The file holds the Ed25519 private key in plaintext, so the daemon enforces mode 0600 on Unix and warns at startup if it's wider.

Settings reference

Env var	Config key	Default	Purpose
`APP_SERVER_WS_URL`	`app_server_ws_url`	`wss://api.pendra.ai`	Base URL the daemon dials; `/ws/gpu` is appended automatically.
`GPU_WORKER_PRIVATE_KEY`	`gpu_worker_private_key`	—	Base64 Ed25519 private key from the console. The daemon refuses to start without one.
`PENDRA_WORKLOAD_PRIVATE_KEY_FILE`	`workload_private_key_file`	—	Path to the private-inference workload key file. `pendra keygen --save` writes a PEM X25519 key beside `config.yaml` and sets this; you can equally point it at a PEM X25519 key you generated yourself (e.g. `openssl genpkey -algorithm X25519`).

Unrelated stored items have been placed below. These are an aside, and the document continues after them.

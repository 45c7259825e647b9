use std::sync::Arc;
use std::time::Duration;

use actix::prelude::*;

use crate::actors::core::HealthStatus;
use crate::config::OutboxSettings;
use crate::domain::order::OrderEvent;
use crate::event_sourcing::EventStore;
use crate::messaging::EventPublisher;
use crate::metrics::Metrics;

use super::{DlqActor, DrainOutbox, GetSystemHealth, HealthMonitorActor, OutboxRelayActor};

// ============================================================================
// Supervisor Actor - Orchestrates all infrastructure actors
// ============================================================================
//
// Responsibilities:
// - Starts the child actors and wires them together
// - Runs a periodic system health check
// - Coordinates graceful shutdown (final outbox drain, then stop)
//
// Actor Hierarchy:
//   SupervisorActor
//   ├── HealthMonitorActor
//   ├── DlqActor
//   └── OutboxRelayActor
//
// ============================================================================

const HEALTH_CHECK_INTERVAL: Duration = Duration::from_secs(30);

pub struct SupervisorActor {
    store: Arc<EventStore<OrderEvent>>,
    publisher: Arc<dyn EventPublisher>,
    metrics: Option<Arc<Metrics>>,
    settings: OutboxSettings,
    health_monitor: Option<Addr<HealthMonitorActor>>,
    dlq_actor: Option<Addr<DlqActor>>,
    outbox_relay: Option<Addr<OutboxRelayActor>>,
}

impl SupervisorActor {
    pub fn new(
        store: Arc<EventStore<OrderEvent>>,
        publisher: Arc<dyn EventPublisher>,
        metrics: Option<Arc<Metrics>>,
        settings: OutboxSettings,
    ) -> Self {
        Self {
            store,
            publisher,
            metrics,
            settings,
            health_monitor: None,
            dlq_actor: None,
            outbox_relay: None,
        }
    }

    fn start_child_actors(&mut self) {
        tracing::info!("Starting supervised child actors");

        let health_monitor = HealthMonitorActor::new(Some(self.publisher.clone())).start();
        self.health_monitor = Some(health_monitor.clone());

        let dlq_actor = DlqActor::new(self.metrics.clone())
            .with_health_monitor(health_monitor.clone())
            .start();
        self.dlq_actor = Some(dlq_actor.clone());

        let mut relay = OutboxRelayActor::new(self.store.clone(), self.publisher.clone(), self.settings.clone())
            .with_dlq(dlq_actor)
            .with_health_monitor(health_monitor);
        if let Some(metrics) = &self.metrics {
            relay = relay.with_metrics(metrics.clone());
        }
        self.outbox_relay = Some(relay.start());

        tracing::info!("✅ All supervised actors started successfully");
    }
}

impl Actor for SupervisorActor {
    type Context = Context<Self>;

    fn started(&mut self, ctx: &mut Self::Context) {
        tracing::info!("🎯 SupervisorActor started");
        self.start_child_actors();

        ctx.run_interval(HEALTH_CHECK_INTERVAL, |act, _ctx| {
            let Some(health_monitor) = act.health_monitor.clone() else { return };
            actix::spawn(async move {
                match health_monitor.send(GetSystemHealth).await {
                    Ok(health) => match health.overall_status {
                        HealthStatus::Healthy => tracing::debug!("System health check: Healthy"),
                        HealthStatus::Degraded(ref msg) => {
                            tracing::warn!("System health check: Degraded - {}", msg)
                        }
                        HealthStatus::Unhealthy(ref msg) => {
                            tracing::error!("System health check: Unhealthy - {}", msg)
                        }
                    },
                    Err(e) => tracing::error!("Failed to get system health: {}", e),
                }
            });
        });
    }

    fn stopped(&mut self, _: &mut Self::Context) {
        tracing::info!("🛑 SupervisorActor stopped");
    }
}

// ============================================================================
// Messages
// ============================================================================

/// Health monitor address, for the HTTP health endpoint
#[derive(Message)]
#[rtype(result = "Option<Addr<HealthMonitorActor>>")]
pub struct GetHealthMonitor;

impl Handler<GetHealthMonitor> for SupervisorActor {
    type Result = Option<Addr<HealthMonitorActor>>;

    fn handle(&mut self, _msg: GetHealthMonitor, _: &mut Self::Context) -> Self::Result {
        self.health_monitor.clone()
    }
}

#[derive(Message)]
#[rtype(result = "()")]
pub struct Shutdown;

impl Handler<Shutdown> for SupervisorActor {
    type Result = ResponseActFuture<Self, ()>;

    fn handle(&mut self, _msg: Shutdown, _ctx: &mut Self::Context) -> Self::Result {
        tracing::info!("Received shutdown signal");
        let relay = self.outbox_relay.clone();

        Box::pin(
            async move {
                if let Some(relay) = relay {
                    match relay.send(DrainOutbox).await {
                        Ok(report) => tracing::info!(
                            published = report.published,
                            deferred = report.deferred,
                            "Final outbox drain complete"
                        ),
                        Err(e) => tracing::warn!(error = %e, "Final outbox drain skipped"),
                    }
                }
            }
            .into_actor(self)
            .map(|_, act, ctx| {
                if let Some(relay) = act.outbox_relay.take() {
                    relay.do_send(StopActor);
                }
                if let Some(dlq) = act.dlq_actor.take() {
                    dlq.do_send(StopActor);
                }
                if let Some(monitor) = act.health_monitor.take() {
                    monitor.do_send(StopActor);
                }
                ctx.stop();
            }),
        )
    }
}

/// Message to gracefully stop an actor
#[derive(Message)]
#[rtype(result = "()")]
pub struct StopActor;

impl Handler<StopActor> for OutboxRelayActor {
    type Result = ();

    fn handle(&mut self, _: StopActor, ctx: &mut Self::Context) {
        tracing::info!("OutboxRelayActor received stop signal");
        ctx.stop();
    }
}

impl Handler<StopActor> for HealthMonitorActor {
    type Result = ();

    fn handle(&mut self, _: StopActor, ctx: &mut Self::Context) {
        tracing::info!("HealthMonitorActor received stop signal");
        ctx.stop();
    }
}

impl Handler<StopActor> for DlqActor {
    type Result = ();

    fn handle(&mut self, _: StopActor, ctx: &mut Self::Context) {
        tracing::info!("DlqActor received stop signal");
        ctx.stop();
    }
}
// ============================================================================
// Event Sourcing Store - Generic Persistence Layer
// ============================================================================

pub mod event_store;

pub use event_store::{EventStore, EventStoreError, OutboxMessage};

Leave it unset and drop a key file at the default location (`~/.pendra/workload_key`) and the worker picks it up automatically. Off unless a key is configured or found there — see private inference.
`PENDRA_WORKLOAD_PRIVATE_KEY_FILE_PREVIOUS`	`workload_private_key_file_previous`	—	Path to the previous workload key during a key rotation (same base64 or PEM encodings as the primary). Set automatically when `pendra keygen --save` rotates an existing key, so the worker keeps serving clients still pinned to the old fingerprint until they re-pin.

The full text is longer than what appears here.